It's really grainy, and you can't make out the famous E=MC2 equation, but this is the only known photograph of the master hammering away at the chalkboard on his special relativity formula.
David Topper and Dwight Vincent of the University of Winnipeg discovered the photograph in a halftone newspaper file photo clipping. It features Einstein using two blackboards to express the derivation of the equivalence of mass and energy during a public lecture in Pittsburgh in 1934.

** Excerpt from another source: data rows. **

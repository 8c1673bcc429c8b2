//! Capture pipeline: camera frames in, annotated frames out.
//!
//! One background task consumes the source's frame stream, burns the
//! latest sensor values into each frame, appends to the recorder when
//! a session is open, then publishes to the display sink. Stopping
//! cancels the task and tears down in a fixed order: source, display,
//! recorder, sensor.

use std::path::PathBuf;
use std::sync::atomic::{AtomicU64, AtomicU8, Ordering};
use std::sync::Arc;
use std::time::{Duration, Instant};

use tokio::sync::{mpsc, Mutex};
use tokio_util::sync::CancellationToken;
use tracing::{debug, info, warn};

use crate::camera::{CameraError, VideoSource};
use crate::core::{Frame, SensorChannel};
use crate::display::DisplaySink;
use crate::overlay::{self, OverlayEntry, OverlayStyle};
use crate::record::{Recorder, VideoCodec, VideoEncoder};
use crate::sensor::{SensorConfig, SensorDriver, SensorLink, SensorReader};

/// Picks the output file for a recording; `None` means the user
/// declined and capture proceeds without recording.
pub trait DestinationChooser: Send {
    fn choose(&mut self) -> Option<PathBuf>;
}

/// Chooser with a canned answer, for headless shells and tests.
pub struct FixedDestination(Option<PathBuf>);

impl FixedDestination {
    pub fn path(path: impl Into<PathBuf>) -> Self {
        Self(Some(path.into()))
    }

    pub fn declined() -> Self {
        Self(None)
    }
}

impl DestinationChooser for FixedDestination {
    fn choose(&mut self) -> Option<PathBuf> {
        self.0.clone()
    }
}

/// One channel to burn into frames, and where.
#[derive(Debug, Clone)]
pub struct OverlaySlot {
    pub channel: SensorChannel,
    pub label: String,
    /// Top-left corner of the rendered text
    pub position: (u32, u32),
}

impl OverlaySlot {
    /// Slot labelled with the channel's own name.
    pub fn new(channel: SensorChannel, position: (u32, u32)) -> Self {
        Self {
            channel,
            label: channel.label().to_string(),
            position,
        }
    }
}

/// The standard two-line attention/meditation layout.
pub fn default_overlays() -> Vec<OverlaySlot> {
    vec![
        OverlaySlot::new(SensorChannel::Attention, (10, 25)),
        OverlaySlot::new(SensorChannel::Meditation, (10, 50)),
    ]
}

/// Pipeline configuration.
#[derive(Debug, Clone)]
pub struct PipelineConfig {
    /// Nominal playback rate written into recordings
    pub frame_rate: u32,
    /// Codec requested for recordings
    pub codec: VideoCodec,
    /// Channels to burn into each frame
    pub overlays: Vec<OverlaySlot>,
    pub style: OverlayStyle,
    /// Serial scan settings for the headset
    pub sensor: SensorConfig,
}

impl Default for PipelineConfig {
    fn default() -> Self {
        Self {
            frame_rate: 25,
            codec: VideoCodec::Raw,
            overlays: default_overlays(),
            style: OverlayStyle::default(),
            sensor: SensorConfig::default(),
        }
    }
}

/// What the pipeline is currently doing.
#[derive(Debug, Clone, Copy, PartialEq, Eq)]
#[repr(u8)]
pub enum PipelineState {
    Idle = 0,
    /// Frames flowing, no recording session
    Capturing = 1,
    /// Frames flowing into an open recording
    Recording = 2,
}

fn state_from(value: u8) -> PipelineState {
    match value {
        1 => PipelineState::Capturing,
        2 => PipelineState::Recording,
        _ => PipelineState::Idle,
    }
}

/// Errors that keep a capture run from starting.
#[derive(Debug, thiserror::Error)]
pub enum PipelineError {
    #[error("no camera selected")]
    NoCameraSelected,
    #[error(transparent)]
    Camera(#[from] CameraError),
}

/// Pipeline counters (returned as a snapshot from atomic counters).
#[derive(Debug, Clone, Default)]
pub struct PipelineStats {
    pub frames_processed: u64,
    pub frames_recorded: u64,
    pub recorder_failures: u64,
}

/// Internal atomic counters for lock-free stats tracking.
struct AtomicPipelineStats {
    frames_processed: AtomicU64,
    frames_recorded: AtomicU64,
    recorder_failures: AtomicU64,
}

impl AtomicPipelineStats {
    fn new() -> Self {
        Self {
            frames_processed: AtomicU64::new(0),
            frames_recorded: AtomicU64::new(0),
            recorder_failures: AtomicU64::new(0),
        }
    }

    /// Read all atomics and return a plain snapshot.
    fn snapshot(&self) -> PipelineStats {
        PipelineStats {
            frames_processed: self.frames_processed.load(Ordering::Relaxed),
            frames_recorded: self.frames_recorded.load(Ordering::Relaxed),
            recorder_failures: self.recorder_failures.load(Ordering::Relaxed),
        }
    }
}

/// Everything owned by one capture run.
struct ActiveRun {
    cancel: CancellationToken,
    task: tokio::task::JoinHandle<()>,
    /// Taken back by `stop` so the camera stays selected
    source: Option<Box<dyn VideoSource>>,
    sensor: Option<SensorLink>,
    recorder: Arc<Mutex<Recorder>>,
}

impl Drop for ActiveRun {
    fn drop(&mut self) {
        // Safety net when stop() was never awaited
        self.cancel.cancel();
        if let Some(source) = self.source.as_mut() {
            source.stop();
        }
    }
}

/// Drives capture, overlay, recording and display as one unit.
pub struct CapturePipeline {
    config: PipelineConfig,
    display: Arc<dyn DisplaySink>,
    source: Option<Box<dyn VideoSource>>,
    sensor_driver: Option<Box<dyn SensorDriver>>,
    encoder: Option<Box<dyn VideoEncoder>>,
    state: Arc<AtomicU8>,
    stats: Arc<AtomicPipelineStats>,
    run: Option<ActiveRun>,
}

impl CapturePipeline {
    pub fn new(config: PipelineConfig, display: Arc<dyn DisplaySink>) -> Self {
        Self {
            config,
            display,
            source: None,
            sensor_driver: None,
            encoder: None,
            state: Arc::new(AtomicU8::new(PipelineState::Idle as u8)),
            stats: Arc::new(AtomicPipelineStats::new()),
            run: None,
        }
    }

    /// Select the camera to capture from. Replaces any prior choice,
    /// takes effect on the next `start`, and stays selected across
    /// stop.
    pub fn select_source(&mut self, source: Box<dyn VideoSource>) {
        self.source = Some(source);
    }

    /// Attach the headset driver to connect on the next `start`. That
    /// start consumes the driver; attach another to scan again on a
    /// later run.
    pub fn attach_sensor(&mut self, driver: Box<dyn SensorDriver>) {
        self.sensor_driver = Some(driver);
    }

    /// Attach the encoder for the next recording session.
    pub fn attach_encoder(&mut self, encoder: Box<dyn VideoEncoder>) {
        self.encoder = Some(encoder);
    }

    pub fn state(&self) -> PipelineState {
        state_from(self.state.load(Ordering::Relaxed))
    }

    pub fn stats(&self) -> PipelineStats {
        self.stats.snapshot()
    }

    /// Sensor read handle for the current run, if a headset connected.
    pub fn sensor_reader(&self) -> Option<SensorReader> {
        self.run
            .as_ref()
            .and_then(|run| run.sensor.as_ref())
            .map(|link| link.reader())
    }

    /// Start capturing.
    ///
    /// Starts the source, connects the headset (best effort), asks
    /// `chooser` for a destination and spawns the frame task. A
    /// second call while running is ignored. Without a selected source
    /// this reports [`PipelineError::NoCameraSelected`] and stays Idle.
    pub async fn start(
        &mut self,
        chooser: &mut dyn DestinationChooser,
    ) -> Result<(), PipelineError> {
        if self.run.is_some() {
            debug!("Start ignored: pipeline already running");
            return Ok(());
        }

        let Some(mut source) = self.source.take() else {
            return Err(PipelineError::NoCameraSelected);
        };

        // Camera first: a dead device fails the start before the port
        // scan runs or the destination prompt shows
        let rx = match source.start() {
            Ok(rx) => rx,
            Err(e) => {
                // Keep the selection so the caller can retry
                self.source = Some(source);
                return Err(e.into());
            }
        };

        // Headset is optional; capture proceeds with default readings
        let sensor = match self.sensor_driver.take() {
            Some(driver) => {
                let sensor_config = self.config.sensor.clone();
                match tokio::task::spawn_blocking(move || {
                    SensorLink::connect(driver, &sensor_config)
                })
                .await
                {
                    Ok(Ok(link)) => Some(link),
                    Ok(Err(e)) => {
                        warn!("Headset connect failed, readings stay at defaults: {}", e);
                        None
                    }
                    Err(e) => {
                        warn!("Headset connect task failed: {}", e);
                        None
                    }
                }
            }
            None => None,
        };
        let reader = sensor
            .as_ref()
            .map(|link| link.reader())
            .unwrap_or_else(SensorReader::detached);

        let destination = chooser.choose();
        let pending = match (destination, self.encoder.take()) {
            (Some(path), Some(encoder)) => Some((path, encoder)),
            (Some(path), None) => {
                warn!("No encoder attached, cannot record to {:?}", path);
                None
            }
            (None, encoder) => {
                // Keep the encoder for a later session
                self.encoder = encoder;
                info!("No destination chosen, capturing without recording");
                None
            }
        };

        let cancel = CancellationToken::new();
        let recorder = Arc::new(Mutex::new(Recorder::new()));

        // Recording is raised by the frame task; set Capturing before
        // the task can run
        self.state
            .store(PipelineState::Capturing as u8, Ordering::Relaxed);

        let task = tokio::spawn(run_frame_task(FrameTask {
            rx,
            reader,
            display: self.display.clone(),
            recorder: recorder.clone(),
            pending,
            overlays: self.config.overlays.clone(),
            style: self.config.style.clone(),
            frame_rate: self.config.frame_rate,
            codec: self.config.codec,
            stats: self.stats.clone(),
            state: self.state.clone(),
            cancel: cancel.clone(),
        }));

        self.run = Some(ActiveRun {
            cancel,
            task,
            source: Some(source),
            sensor,
            recorder,
        });
        info!("Capture started");
        Ok(())
    }

    /// Request a stop without waiting for teardown.
    ///
    /// Safe to call from any context, including mid-frame callbacks;
    /// a later `stop` (or drop) completes the teardown.
    pub fn request_stop(&self) {
        if let Some(run) = &self.run {
            run.cancel.cancel();
        }
    }

    /// Stop capturing and release everything, in order: frame task,
    /// video source, display, recorder, sensor. The camera selection
    /// itself is kept for a later start. Idempotent; calling before
    /// any `start` is a no-op that leaves the pipeline Idle.
    pub async fn stop(&mut self) {
        let Some(mut run) = self.run.take() else {
            self.state
                .store(PipelineState::Idle as u8, Ordering::Relaxed);
            return;
        };

        run.cancel.cancel();
        match tokio::time::timeout(Duration::from_secs(5), &mut run.task).await {
            Ok(Ok(())) => {}
            Ok(Err(e)) => warn!("Frame task ended abnormally: {}", e),
            Err(_) => {
                warn!("Frame task did not stop in time, aborting it");
                run.task.abort();
            }
        }

        if let Some(mut source) = run.source.take() {
            source.stop();
            // The camera stays selected for the next start unless a new
            // one was picked while running
            if self.source.is_none() {
                self.source = Some(source);
            }
        }
        self.display.publish(None);
        run.recorder.lock().await.close();
        if let Some(mut link) = run.sensor.take() {
            link.disconnect();
        }

        self.state
            .store(PipelineState::Idle as u8, Ordering::Relaxed);
        info!("Capture stopped");
    }
}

Shockingly, no one had the sense to take a shot of the E=MC2 equation — not then and not ever. Topper and Vincent offer an explanation in their analysis:
In the end there were several missed opportunities and failed comprehensions that day— surely by the photographers, some from the audience, and perhaps even by Einstein himself. Because he was posed next to the wrong blackboard, no photographer snapped the picture posterity wanted; that is, capturing the famous scientist with his equally famous energy equation. Yet we know that even if he had been placed next to the correct blackboard, few viewers then, as now would immediately grasp the significance of [E=MC2]. How many in the general public know the convention of setting c=1? Moreover, this issue is a subset of a larger one of Einstein’s own making; namely, his decision to overlook the nonmathematicians in the crowd, and instead to pitch his talk consistently at a high mathematical and abstract level. Probably no one expected Einstein to dumb-down his talk; after all, he was delivering the Gibbs Lecture at the request of the AMS.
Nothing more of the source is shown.